* [WHAT YOU ARE ASKED TO DO] Below is a set of entries. Reproduce exactly the lines from the one containing "let size = Size::new(600.0, 400.0);" through the end, both included.

[Saved data entries]

··········

//! Initial placement policies for newly opened windows.
//!
//! Strategies only propose a position; the window manager clamps it into the viewport.

use serde::{Deserialize, Serialize};

use crate::model::{Position, Size, Viewport};

const CASCADE_SLOTS: usize = 8;

pub trait PlacementStrategy {
    /// Proposes a top-left corner for a window of `size`. `open_count` is the number of windows
    /// already open.
    fn place(&mut self, size: Size, viewport: &Viewport, open_count: usize) -> Position;
}

/// Centers the window in the area below the top bar.
#[derive(Debug, Clone, Copy, Default)]
pub struct Centered;

impl PlacementStrategy for Centered {
    fn place(&mut self, size: Size, viewport: &Viewport, _open_count: usize) -> Position {
        let top = viewport.top_bar_height;
        Position::new(
            (viewport.width - size.width) / 2.0,
            top + (viewport.height - top - size.height) / 2.0,
        )
    }
}

/// Staggers windows diagonally from the workspace origin, wrapping after eight.
#[derive(Debug, Clone, Copy)]
pub struct Cascade {
    pub step: f64,
}

impl PlacementStrategy for Cascade {
    fn place(&mut self, _size: Size, viewport: &Viewport, open_count: usize) -> Position {
        let offset = (open_count % CASCADE_SLOTS) as f64 * self.step;
        let origin = viewport.workspace_origin();
        Position::new(origin.x + offset, origin.y + offset)
    }
}

/// Uniformly random position inside the valid range, reproducible from a seed.
#[derive(Debug, Clone)]
pub struct Randomized {
    rng: fastrand::Rng,
}

impl Randomized {
    pub fn with_seed(seed: u64) -> Self {
        Self {
            rng: fastrand::Rng::with_seed(seed),
        }
    }
}

impl PlacementStrategy for Randomized {
    fn place(&mut self, size: Size, viewport: &Viewport, _open_count: usize) -> Position {
        let top = viewport.top_bar_height;
        let span_x = (viewport.width - size.width).max(0.0);
        let span_y = (viewport.height - top - size.height).max(0.0);
        Position::new(self.rng.f64() * span_x, top + self.rng.f64() * span_y)
    }
}

#[derive(Debug, Clone, Copy, PartialEq, Eq, Default, Serialize, Deserialize)]
#[serde(rename_all = "kebab-case")]
pub enum PlacementKind {
    #[default]
    Centered,
    Cascade,
    Randomized,
}

#[derive(Debug, Clone, Copy, PartialEq, Serialize, Deserialize)]
#[serde(default)]
pub struct PlacementConfig {
    pub strategy: PlacementKind,
    pub cascade_step: f64,
    /// Seed for [`PlacementKind::Randomized`]; `None` seeds from the process RNG.
    pub seed: Option<u64>,
}

impl Default for PlacementConfig {
    fn default() -> Self {
        Self {
            strategy: PlacementKind::Centered,
            cascade_step: 24.0,
            seed: None,
        }
    }
}

impl PlacementConfig {
    pub fn build(&self) -> Box<dyn PlacementStrategy> {
        match self.strategy {
            PlacementKind::Centered => Box::new(Centered),
            PlacementKind::Cascade => Box::new(Cascade {
                step: self.cascade_step,
            }),
            PlacementKind::Randomized => Box::new(Randomized::with_seed(
                self.seed.unwrap_or_else(|| fastrand::u64(..)),
            )),
        }
    }
}

#[cfg(test)]
mod tests {
    use pretty_assertions::assert_eq;

    use super::*;
    use crate::model::DeviceClass;

    fn viewport() -> Viewport {
        Viewport {
            width: 1000.0,
            height: 800.0,
            device_class: DeviceClass::Regular,
            top_bar_height: 32.0,
        }
    }

    #[test]
    fn centered_splits_free_space_evenly() {
        let position = Centered.place(Size::new(600.0, 400.0), &viewport(), 0);
        assert_eq!(position, Position::new(200.0, 216.0));
    }

    #[test]
    fn cascade_wraps_after_eight_windows() {
        let mut cascade = Cascade { step: 24.0 };
        let size = Size::new(100.0, 100.0);
        assert_eq!(cascade.place(size, &viewport(), 0), Position::new(0.0, 32.0));
        assert_eq!(cascade.place(size, &viewport(), 3), Position::new(72.0, 104.0));
        assert_eq!(cascade.place(size, &viewport(), 8), Position::new(0.0, 32.0));
    }

    #[test]
    fn randomized_stays_in_range_and_is_reproducible() {
        let size = Size::new(600.0, 400.0);
        let mut first = Randomized::with_seed(7);
        let mut second = Randomized::with_seed(7);

        for open_count in 0..32 {
            let a = first.place(size, &viewport(), open_count);
            let b = second.place(size, &viewport(), open_count);
            assert_eq!(a, b);
            assert!((0.0..=400.0).contains(&a.x));
            assert!((32.0..=400.0).contains(&a.y));
        }
    }
}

··········

* [THE ANSWER]
        let size = Size::new(600.0, 400.0);
        let mut first = Randomized::with_seed(7);
        let mut second = Randomized::with_seed(7);

        for open_count in 0..32 {
            let a = first.place(size, &viewport(), open_count);
            let b = second.place(size, &viewport(), open_count);
            assert_eq!(a, b);
            assert!((0.0..=400.0).contains(&a.x));
            assert!((32.0..=400.0).contains(&a.y));
        }
    }
}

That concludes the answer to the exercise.